A southern koala from Hong Kong is settling into her new life at Longleat after having spent the past four years on her own following the death of her companion.
Yani travelled more than 6,000 miles to become part the seven-strong colony living at the Wiltshire wildlife attraction’s Koala Creek.
Longleat is home to the only group of southern koalas in Europe and is known for its successful captive breeding programme for the increasingly endangered Australian marsupials.
Longleat keeper James Dennis said: “Yani’s koala companion Dougie died in 2018 from kidney disease that affects a third of southern koalas. She has been alone ever since.

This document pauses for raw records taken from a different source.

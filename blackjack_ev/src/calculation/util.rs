use crate::statearray::rank_index;
use crate::{CardCount, ACE, TEN};

/// Probability of each rank (indexed from 2 to the ace) being the next card
/// drawn from `unseen`.
///
/// When the dealer has peeked and found no blackjack, the hole card is known
/// not to complete one. The draw is then conditioned on that: every possible
/// hole card is taken out in turn, weighted by its probability among the
/// non-blackjack ranks. An empty composition yields all zeros.
pub fn draw_probabilities(unseen: &CardCount, dealer_up_card: u8, dealer_peeked: bool) -> [f64; 10] {
    let blackjack_rank = match dealer_up_card {
        ACE => TEN,
        TEN => ACE,
        _ => 0,
    };
    if !dealer_peeked || blackjack_rank == 0 {
        return plain_probabilities(unseen);
    }

    let total = unseen.get_total();
    let total_without_blackjack = total - unseen[blackjack_rank];
    if total < 2 || total_without_blackjack == 0 {
        return plain_probabilities(unseen);
    }

    let mut probabilities = [0.0; 10];
    let total_after_hole_card = (total - 1) as f64;
    for hole_card in CardCount::ranks() {
        if hole_card == blackjack_rank || unseen[hole_card] == 0 {
            continue;
        }
        let p_hole_card = unseen[hole_card] as f64 / total_without_blackjack as f64;
        for card in CardCount::ranks() {
            let mut remaining = unseen[card] as f64;
            if card == hole_card {
                remaining -= 1.0;
            }
            probabilities[rank_index(card)] += remaining / total_after_hole_card * p_hole_card;
        }
    }
    probabilities
}

pub(crate) fn plain_probabilities(unseen: &CardCount) -> [f64; 10] {
    let mut probabilities = [0.0; 10];
    let total = unseen.get_total();
    if total == 0 {
        return probabilities;
    }
    for card in CardCount::ranks() {
        probabilities[rank_index(card)] = unseen[card] as f64 / total as f64;
    }
    probabilities
}

/// Probabilities of the dealer's hole card once a peek has ruled out a
/// blackjack with a one-card hand worth `dealer_value`.
pub(crate) fn no_blackjack_probabilities(unseen: &CardCount, dealer_value: u16) -> [f64; 10] {
    let mut probabilities = [0.0; 10];
    let completes_blackjack = |card: u8| card as u16 + dealer_value == 21;
    let total: u16 = CardCount::ranks()
        .filter(|&card| !completes_blackjack(card))
        .map(|card| unseen[card])
        .sum();
    if total == 0 {
        return probabilities;
    }
    for card in CardCount::ranks() {
        if !completes_blackjack(card) {
            probabilities[rank_index(card)] = unseen[card] as f64 / total as f64;
        }
    }
    probabilities
}

#[cfg(test)]
mod tests {
    use super::*;
    use approx::assert_abs_diff_eq;
    use rand::rngs::StdRng;
    use rand::{Rng, SeedableRng};

    fn random_composition(rng: &mut StdRng) -> CardCount {
        let mut counts = [0u16; 10];
        for count in counts.iter_mut() {
            *count = rng.gen_range(0..=24);
        }
        counts[rank_index(TEN)] = rng.gen_range(1..=96);
        counts[rank_index(ACE)] = rng.gen_range(1..=24);
        CardCount::new(&counts)
    }

    #[test]
    fn probabilities_sum_to_one() {
        let mut rng = StdRng::seed_from_u64(5);
        for _ in 0..50 {
            let unseen = random_composition(&mut rng);
            for up in CardCount::ranks() {
                for peeked in [false, true] {
                    let sum: f64 = draw_probabilities(&unseen, up, peeked).iter().sum();
                    assert_abs_diff_eq!(sum, 1.0, epsilon = 1e-12);
                }
                let sum: f64 = no_blackjack_probabilities(&unseen, up as u16).iter().sum();
                assert_abs_diff_eq!(sum, 1.0, epsilon = 1e-12);
            }
        }
    }

    #[test]
    fn peek_makes_tens_likelier_under_an_ace() {
        let unseen = CardCount::with_number_of_decks(1);
        let plain = draw_probabilities(&unseen, ACE, false);
        let peeked = draw_probabilities(&unseen, ACE, true);
        assert!(peeked[rank_index(TEN)] > plain[rank_index(TEN)]);
        assert!(peeked[rank_index(5)] < plain[rank_index(5)]);
        assert_eq!(draw_probabilities(&unseen, 7, true), plain);
    }

    #[test]
    fn hole_card_cannot_complete_blackjack() {
        let unseen = CardCount::with_number_of_decks(2);
        assert_eq!(no_blackjack_probabilities(&unseen, 11)[rank_index(TEN)], 0.0);
        assert_eq!(no_blackjack_probabilities(&unseen, 10)[rank_index(ACE)], 0.0);
    }

    #[test]
    fn empty_composition_has_no_draws() {
        let empty = CardCount::default();
        assert_eq!(draw_probabilities(&empty, ACE, true), [0.0; 10]);
        assert_eq!(no_blackjack_probabilities(&empty, 10), [0.0; 10]);
    }
}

“Her keepers have done an amazing job looking after Yani but they felt it would be in her best interest for her to live with others of her own kind.
“Here at Longleat she can live a happy and fulfilling life alongside other koalas and play an extremely important role in the conservation of this iconic species.”
Originally from Kangaroo Island off the coast of South Australia, Yani was rescued as an orphan and taken to Cleland Wildlife Park in Queensland before travelling to Hong Kong as part of a captive breeding programme.
Ocean Park and the Australian Government began searching for a suitable new home for Yani after Dougie died and decided Longleat would be the best place to look after her.
James Dennis described the new addition saying: “Yani is an amazing koala, I’d definitely describe her as quite a stubborn character but she loves her food and has already formed close bonds with both her keepers and the other koalas."
He added: “Her arrival means she is now the seventh southern koala in Europe, joining Dennis, Burke, Maizie, Violet, Hazel and Monty here at Longleat."
Longleat was the first place in Europe to successfully rear a baby southern koala and in 2022 they welcomed a second joey when Monty was born.
The safari park has also carried out research on the kidney disease that plagues the species, and believes introducing Yani to their conservation project gives a better chance of breeding a disease-free bloodline of southern koalas that doesn’t exist in the wild.